Thursday, May 17, 2012

UPDATE 1-Singapore April export rise hides weak regional outlook

* April non-oil exports +8.3 pct y/y, vs +6.9 pct consensus

* Q1 GDP +1.6 pct y/y, below economists' forecast of 1.8 pct

* April inflation seen rising from March, may hit 6 pct y/y

SINGAPORE, May 17 (Reuters) - Singapore exports rose more

than expected in April due to a surge in pharmaceuticals but

softness in electronics, a mainstay of manufacturing in many

Asian economies, points to a likely slowdown in regional growth

as China's economy cools.

Wealthy Singapore, a major Asian business and financial

centre whose trade is three times the size of its economy, is

widely seen as a barometer for the region. Electronics account

for about one-third of its exports of domestically produced

goods excluding oil.

The Southeast Asian city-state on Thursday said its non-oil

domestic exports grew 8.3 percent in April from a year ago,

beating the consensus forecast of 6.9 percent growth and turning

around from March's 4.3 percent year-on-year contraction.
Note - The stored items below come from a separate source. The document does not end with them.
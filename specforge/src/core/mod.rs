//! Deterministic, pure logic shared by the pipeline.
//!
//! Core modules must be free of I/O side effects. They operate on in-memory
//! data (specifications, reports, diagnostic text) and return deterministic
//! outputs suitable for tests.

pub mod diagnostics;
pub mod extract;
pub mod layout;
pub mod lifecycle;
pub mod remote;
pub mod report;
pub mod spec;
pub mod types;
Electronics, however, grew by just 1 percent last month,

while electronics re-exports - an indicator of regional trade

flows - shrank 5.2 percent year-on-year following a 5.5 percent

decline in March.

"The re-export story is a reflection of the deceleration of

the Chinese economy," said Selena Ling, head of treasury

research and strategy at Oversea-Chinese Banking Corp.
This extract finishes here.